Se l’estetica dell’impassibilità, così come viene definita dalla curatrice britannica Charlotte Cotton nel suo La fotografia coma arte contemporanea, ha contribuito a far entrare la fotografia nel mondo dell’arte, liberandola dall’etichetta svilente di “arte minore”, la sua matrice germanica ha plasmato generazioni di fotografe e fotografi, definendo lo stile predominante a partire dagli anni novanta del novecento.

Rifacendosi alle pratiche classificatorie usate in botanica per lo studio delle piante, vari autori e autrici tedeschi hanno infatti assunto il principio della “tipologia” per creare serie che hanno definito un’epoca. Una maniera di guardare al paesaggio e alla società sempre asciutta, scrupolosa, tecnicamente impeccabile.

Alla base ci sono i principi della Neue sachlichkeit (Nuova oggettività), il movimento artistico emerso in Germania negli anni venti che proponeva uno sguardo realistico e disincantato sul mondo, con un’attenzione particolare alla precisione formale e alla rappresentazione oggettiva della realtà. Princìpi già assunti da August Sander, che nel libro Il volto del tempo, del 1929, incarnava questa visione con i suoi ritratti tipologici della società tedesca; o come Karl Blossfeldt, che all’inizio del novecento aveva applicato il rigore scientifico alla riproduzione delle forme vegetali, immortalandole in un’estetica quasi scultorea.

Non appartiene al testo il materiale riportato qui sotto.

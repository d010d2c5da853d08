use std::fmt;

/// Kinds of failure that can occur while loading dictionaries, HMM models,
/// or the DAT cache file. Cut operations never produce these: once a
/// [`crate::dat::Dat`] / [`crate::hmm::HmmModel`] is constructed, querying it
/// cannot fail.
#[derive(Debug, Clone, Copy, Eq, PartialEq)]
pub enum JiebaErrorKind {
    OpenFileFailed,
    FileOperationError,
    MmapError,
    ValueError,
    BuildTrieError,
}

impl JiebaErrorKind {
    pub fn with_error<E>(self, source: E) -> JiebaError
    where
        anyhow::Error: From<E>,
    {
        JiebaError {
            kind: self,
            source: From::from(source),
        }
    }
}

#[derive(thiserror::Error, Debug)]
#[error("JiebaError(kind={kind:?}, source={source})")]
pub struct JiebaError {
    pub kind: JiebaErrorKind,
    #[source]
    source: anyhow::Error,
}

impl JiebaError {
    pub fn add_context<C>(self, ctx: C) -> Self
    where
        C: fmt::Display + Send + Sync + 'static,
    {
        JiebaError {
            kind: self.kind,
            source: self.source.context(ctx),
        }
    }

    pub fn kind(&self) -> JiebaErrorKind {
        self.kind
    }
}

pub type JiebaResult<T> = Result<T, JiebaError>;
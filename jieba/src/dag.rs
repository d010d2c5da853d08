//! Builds the per-call DAG of dictionary-reachable word boundaries over a
//! rune range and runs the maximum-probability dynamic program over it
//! (spec.md §4.5.1, §9's "per-call DP scratch").

use std::ops::Range;

use jieba_core::{Dat, DagCell, RuneString};

/// Scans every position in `range` for dictionary common-prefix hits,
/// local to the range: `dag[k]`'s transitions are expressed as local
/// indices `0..=dag.len()`, not absolute rune positions, so the DAG can be
/// walked and DP'd without the caller's `range.start` offset leaking into
/// every comparison.
pub fn build_dag(dat: &Dat, runes: &RuneString, range: Range<usize>, max_word_len: usize) -> Vec<DagCell> {
    let len = range.end - range.start;
    let mut dag = vec![DagCell::default(); len];
    for local in 0..len {
        let abs = range.start + local;
        let suffix = runes.encode_range(abs..range.end);
        dat.find_all_prefixes(suffix, local, max_word_len, &mut dag[local]);
    }
    dag
}

/// Right-to-left maximum-weight DP over an already-populated DAG: for each
/// cell, the best transition is the one maximizing `word_weight +
/// tail.max_weight`, ties broken in favor of the earliest transition
/// (strict `>`, per spec.md §4.5.1).
pub fn run_mp_dp(dat: &Dat, dag: &mut [DagCell]) {
    let len = dag.len();
    let min_weight = dat.min_weight();
    for i in (0..len).rev() {
        let nexts = dag[i].nexts.clone();
        let mut best_weight = f64::NEG_INFINITY;
        let mut best_next: isize = -1;
        for (next, elem) in nexts {
            let word_weight = elem.map(|e| e.weight).unwrap_or(min_weight);
            let tail_weight = if next < len { dag[next].max_weight } else { 0.0 };
            let score = word_weight + tail_weight;
            if score > best_weight {
                best_weight = score;
                best_next = next as isize;
            }
        }
        dag[i].max_weight = best_weight;
        dag[i].max_next = best_next;
    }
}

/// Walks `dag` left-to-right from 0 following `max_next`, yielding local
/// `[start, end)` word spans.
pub fn walk_mp_path(dag: &[DagCell]) -> Vec<Range<usize>> {
    let mut spans = Vec::new();
    let mut i = 0usize;
    while i < dag.len() {
        let next = dag[i].max_next;
        let next = if next < 0 { i + 1 } else { next as usize };
        spans.push(i..next);
        i = next;
    }
    spans
}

L’idea, per dirla con Bernd Becher – che tra il 1976 e il 1996, insieme alla moglie Hilla, ha formato autori e autrici alla Kunstakademie di Düsseldorf – era quella di creare delle “famiglie di oggetti” per “offrire al pubblico un punto di vista, o meglio una grammatica, per comprendere e confrontare le diverse strutture”. Affermazioni che riflettono il loro approccio sistematico alla documentazione di strutture industriali, pensato per evidenziare somiglianze e differenze all’interno di una stessa categoria di soggetti.​ ​

Il loro contributo alla definizione di un metodo in fotografia è stato tale che tra i loro allievi più illustri figurano Andreas Gursky, Thomas Struth, Candida Höfer e Thomas Ruff, le cui opere saranno in mostra alla Fondazione Prada di Milano a partire dal 3 aprile all’interno di Typologien: photography in 20th-century Germany. La retrospettiva è curata dalla storica dell’arte Susanne Pfeffer, direttrice del Museum Mmk für moderne Kunst di Francoforte.

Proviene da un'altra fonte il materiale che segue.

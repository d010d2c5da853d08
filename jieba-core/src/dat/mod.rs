//! Double-array trie (DAT) over UTF-8 byte keys, paired with a side table of
//! per-word metadata ([`cache::DatMemElem`]), persisted as a memory-mappable
//! cache file validated by content hash (spec.md §3, §4.2).
//!
//! The double array itself is built and queried through `yada`
//! (`examples/lindera-lindera/lindera-core/src/prefix_dict.rs` wraps the
//! same crate) rather than a hand-rolled Darts-style builder — spec.md §9
//! explicitly allows an equivalent library as long as the on-disk unit
//! layout is preserved.

pub mod cache;

use std::fs::{File, OpenOptions};
use std::io::Write;
use std::ops::Deref;
use std::path::Path;
use std::sync::Arc;

use memmap2::Mmap;
use yada::builder::DoubleArrayBuilder;
use yada::DoubleArray;

use crate::error::{JiebaErrorKind, JiebaResult};
use cache::{CacheFileHeader, DatMemElem, DAT_UNIT_LEN, HEADER_LEN, MD5_HEX_LEN};

/// A single dictionary entry at build time (spec.md §3's `DatElement`).
/// Ordering: by `word` ascending; on ties, by `weight` descending — the DAT
/// build keeps the highest-weight variant of a duplicate key.
#[derive(Debug, Clone)]
pub struct DatElement {
    pub word: String,
    pub tag: String,
    pub weight: f64,
}

impl DatElement {
    fn sort_key(&self) -> (&str, std::cmp::Reverse<ordered_float_bits::OrderedF64>) {
        (
            &self.word,
            std::cmp::Reverse(ordered_float_bits::OrderedF64(self.weight)),
        )
    }
}

/// Minimal total ordering over `f64` sufficient for sorting weights; NaN
/// never appears in practice (weights come from `log` of positive
/// frequencies), so a panic-free `partial_cmp` fallback to `Equal` is fine.
mod ordered_float_bits {
    #[derive(Debug, Clone, Copy, PartialEq)]
    pub struct OrderedF64(pub f64);

    impl Eq for OrderedF64 {}

    impl PartialOrd for OrderedF64 {
        fn partial_cmp(&self, other: &Self) -> Option<std::cmp::Ordering> {
            Some(self.cmp(other))
        }
    }

    impl Ord for OrderedF64 {
        fn cmp(&self, other: &Self) -> std::cmp::Ordering {
            self.0.partial_cmp(&other.0).unwrap_or(std::cmp::Ordering::Equal)
        }
    }
}

/// Owns either an in-memory build or a memory-mapped cache file. Either way
/// the bytes outlive every `DatMemElem` copied out of them and every lookup
/// performed against the trie built over them.
enum Backing {
    Mmap(Mmap),
    Owned(Vec<u8>),
}

impl Deref for Backing {
    type Target = [u8];
    fn deref(&self) -> &[u8] {
        match self {
            Backing::Mmap(m) => m,
            Backing::Owned(v) => v,
        }
    }
}

/// A `Deref<Target=[u8]>` view into a sub-range of a shared [`Backing`],
/// so the single on-disk region (`header ‖ elements ‖ dat_array`) can back
/// both the elements table and the `yada::DoubleArray` without copying.
#[derive(Clone)]
struct BackingSlice {
    data: Arc<Backing>,
    start: usize,
    end: usize,
}

impl Deref for BackingSlice {
    type Target = [u8];
    fn deref(&self) -> &[u8] {
        &self.data[self.start..self.end]
    }
}

/// Per-source-position transitions discovered by a common-prefix DAT scan,
/// plus the DP scratch fields used by [`crate::dag`]'s max-probability walk.
///
/// Invariant: `nexts[0]` is always `(i + 1, None)`, the empty single-char
/// fallback; every other transition has `next_pos > i + 1`.
#[derive(Debug, Clone, Default)]
pub struct DagCell {
    pub nexts: Vec<(usize, Option<DatMemElem>)>,
    pub max_weight: f64,
    pub max_next: isize,
}

/// The double-array trie plus its element table. Read-only and `Send +
/// Sync` once constructed; concurrent readers need no synchronization
/// (spec.md §5).
pub struct Dat {
    da: DoubleArray<BackingSlice>,
    elements: BackingSlice,
    elements_num: u32,
    min_weight: f64,
}

impl Dat {
    /// Opens `cache_path` read-only, memory-maps it, and validates the
    /// header against `expected_md5_hex` and the file length. On any
    /// mismatch returns `Err` so the caller can rebuild — an invalid cache
    /// is never treated as fatal by the dictionary loader (spec.md §4.2).
    pub fn open(cache_path: &Path, expected_md5_hex: &[u8; MD5_HEX_LEN]) -> JiebaResult<Dat> {
        let file = File::open(cache_path)
            .map_err(|err| JiebaErrorKind::OpenFileFailed.with_error(err))?;
        let mmap = unsafe { Mmap::map(&file) }
            .map_err(|err| JiebaErrorKind::MmapError.with_error(err))?;

        if mmap.len() < HEADER_LEN {
            return Err(JiebaErrorKind::FileOperationError
                .with_error(anyhow::anyhow!("cache file shorter than header")));
        }
        let header = CacheFileHeader::deserialize(&mmap)
            .ok_or_else(|| JiebaErrorKind::FileOperationError.with_error(anyhow::anyhow!("bad header")))?;

        if &header.md5_hex != expected_md5_hex {
            return Err(JiebaErrorKind::ValueError
                .with_error(anyhow::anyhow!("md5 mismatch in cache file {:?}", cache_path)));
        }
        if mmap.len() != header.expected_file_len() {
            return Err(JiebaErrorKind::ValueError
                .with_error(anyhow::anyhow!("cache file length mismatch")));
        }

        let backing = Arc::new(Backing::Mmap(mmap));
        Dat::from_backing(backing, header)
    }

    fn from_backing(backing: Arc<Backing>, header: CacheFileHeader) -> JiebaResult<Dat> {
        let elements_start = HEADER_LEN;
        let elements_end = elements_start + header.elements_num as usize * cache::ELEM_LEN;
        let dat_start = elements_end;
        let dat_end = dat_start + header.dat_size as usize * DAT_UNIT_LEN;

        let elements = BackingSlice {
            data: backing.clone(),
            start: elements_start,
            end: elements_end,
        };
        let dat_bytes = BackingSlice {
            data: backing,
            start: dat_start,
            end: dat_end,
        };

        Ok(Dat {
            da: DoubleArray::new(dat_bytes),
            elements,
            elements_num: header.elements_num,
            min_weight: header.min_weight,
        })
    }

    /// Sorts `elements` per spec.md §3's ordering (keeping the
    /// highest-weight variant of duplicate words), builds a double-array
    /// trie mapping each key to its index, and atomically writes
    /// `header ‖ elements_table ‖ dat_array` to `cache_path`.
    ///
    /// `min_weight` is the raw (pre-log-transform) floor the dictionary
    /// loader computed — see spec.md §9's open question on why this is not
    /// itself a log-probability.
    pub fn build(
        mut elements: Vec<DatElement>,
        min_weight: f64,
        cache_path: &Path,
        md5_hex: &[u8; MD5_HEX_LEN],
    ) -> JiebaResult<Dat> {
        elements.sort_by(|a, b| a.sort_key().cmp(&b.sort_key()));
        elements.dedup_by(|a, b| a.word == b.word);

        let mut mem_elems: Vec<DatMemElem> = Vec::with_capacity(elements.len());
        let mut keyset: Vec<(&[u8], u32)> = Vec::with_capacity(elements.len());
        for (idx, e) in elements.iter().enumerate() {
            keyset.push((e.word.as_bytes(), idx as u32));
            mem_elems.push(DatMemElem::new(e.weight, &e.tag));
        }

        let dat_bytes = DoubleArrayBuilder::build(&keyset).ok_or_else(|| {
            JiebaErrorKind::BuildTrieError.with_error(anyhow::anyhow!("double array build failed"))
        })?;
        let dat_size = (dat_bytes.len() / DAT_UNIT_LEN) as u32;

        let header = CacheFileHeader {
            md5_hex: *md5_hex,
            min_weight,
            elements_num: mem_elems.len() as u32,
            dat_size,
        };

        let mut buf = Vec::with_capacity(header.expected_file_len());
        buf.extend_from_slice(&header.serialize());
        for e in &mem_elems {
            buf.extend_from_slice(&e.serialize());
        }
        buf.extend_from_slice(&dat_bytes);

        write_atomically(cache_path, &buf)?;

        let backing = Arc::new(Backing::Owned(buf));
        Dat::from_backing(backing, header)
    }

    pub fn min_weight(&self) -> f64 {
        self.min_weight
    }

    pub fn elements_num(&self) -> u32 {
        self.elements_num
    }

    fn element_at(&self, idx: u32) -> Option<DatMemElem> {
        if idx >= self.elements_num {
            return None;
        }
        let off = idx as usize * cache::ELEM_LEN;
        Some(DatMemElem::deserialize(&self.elements[off..off + cache::ELEM_LEN]))
    }

    /// Returns the metadata for `key` iff an exact match exists.
    pub fn find_exact(&self, key: &str) -> Option<DatMemElem> {
        let value: u32 = self.da.exact_match_search(key)?;
        self.element_at(value)
    }

    /// Common-prefix search at `text_suffix` (already the byte slice
    /// starting at rune index `start`). For each hit with a value in range,
    /// computes its UTF-8 character length; single-character hits become
    /// the position's fallback transition (overwriting the `None`
    /// sentinel), longer hits are appended as additional transitions.
    /// Hits whose character length exceeds `max_word_len_chars` are
    /// dropped.
    pub fn find_all_prefixes(
        &self,
        text_suffix: &[u8],
        start_rune_idx: usize,
        max_word_len_chars: usize,
        out: &mut DagCell,
    ) {
        out.nexts.clear();
        out.nexts.push((start_rune_idx + 1, None));
        let s = match std::str::from_utf8(text_suffix) {
            Ok(s) => s,
            Err(err) => std::str::from_utf8(&text_suffix[..err.valid_up_to()]).unwrap_or(""),
        };
        for (value, prefix_len) in self.da.common_prefix_search(s) {
            if value >= self.elements_num {
                continue;
            }
            let char_len = crate::rune::utf8_char_count(text_suffix, prefix_len);
            if char_len > max_word_len_chars {
                continue;
            }
            let elem = self.element_at(value);
            if char_len == 1 {
                out.nexts[0].1 = elem;
            } else {
                out.nexts.push((start_rune_idx + char_len, elem));
            }
        }
    }
}

fn write_atomically(target: &Path, contents: &[u8]) -> JiebaResult<()> {
    let dir = target.parent().unwrap_or_else(|| Path::new("."));
    let suffix: u64 = std::process::id() as u64
        ^ (std::time::SystemTime::now()
            .duration_since(std::time::UNIX_EPOCH)
            .map(|d| d.as_nanos() as u64)
            .unwrap_or(0));
    let tmp_path = dir.join(format!(
        "{}.{:016x}.tmp",
        target.file_name().and_then(|n| n.to_str()).unwrap_or("dat_cache"),
        suffix
    ));

    let mut options = OpenOptions::new();
    options.write(true).create_new(true);
    #[cfg(unix)]
    {
        use std::os::unix::fs::OpenOptionsExt;
        options.mode(0o644);
    }
    let mut tmp_file = options
        .open(&tmp_path)
        .map_err(|err| JiebaErrorKind::OpenFileFailed.with_error(err))?;
    tmp_file
        .write_all(contents)
        .map_err(|err| JiebaErrorKind::FileOperationError.with_error(err))?;
    drop(tmp_file);

    std::fs::rename(&tmp_path, target).map_err(|err| {
        let _ = std::fs::remove_file(&tmp_path);
        JiebaErrorKind::FileOperationError.with_error(err)
    })?;
    Ok(())
}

In linea con l’impostazione tassonomica, il percorso espositivo segue un ordine tipologico e non cronologico, riunendo più di seicento opere fotografiche di 25 artiste e artisti. Oltre ai lavori di Sander, Blossfeldt, dei coniugi Becher e degli esponenti della loro “scuola di Düsseldorf”, la retrospettiva include le ricerche di Lotte Jacobi, Sigmar Polke, Gerhard Richter e Wolfgang Tillmans, offrendo un ampio affresco della tradizione fotografica tedesca e aiutandoci a guardare il mondo da prospettive diverse, sempre partendo dal principio estetico/procedurale delle tipologie specifiche.

“Quando il presente sembra aver abbandonato il futuro”, spiega la curatrice, “bisogna osservare il passato con maggiore attenzione. Quando tutto sembra gridare e diventare sempre più brutale, è fondamentale prendersi una pausa e usare il silenzio per vedere e pensare con più chiarezza. Quando le differenze non sono più percepite come qualcosa di altro, ma vengono trasformate in elementi di divisione, è necessario riconoscere ciò che abbiamo in comune. Le tipologie ci permettono di individuare innegabili somiglianze e sottili differenze”.

La mostra resterà aperta fino al 14 luglio e sarà accompagnata da un volume illustrato progettato da Zak Group.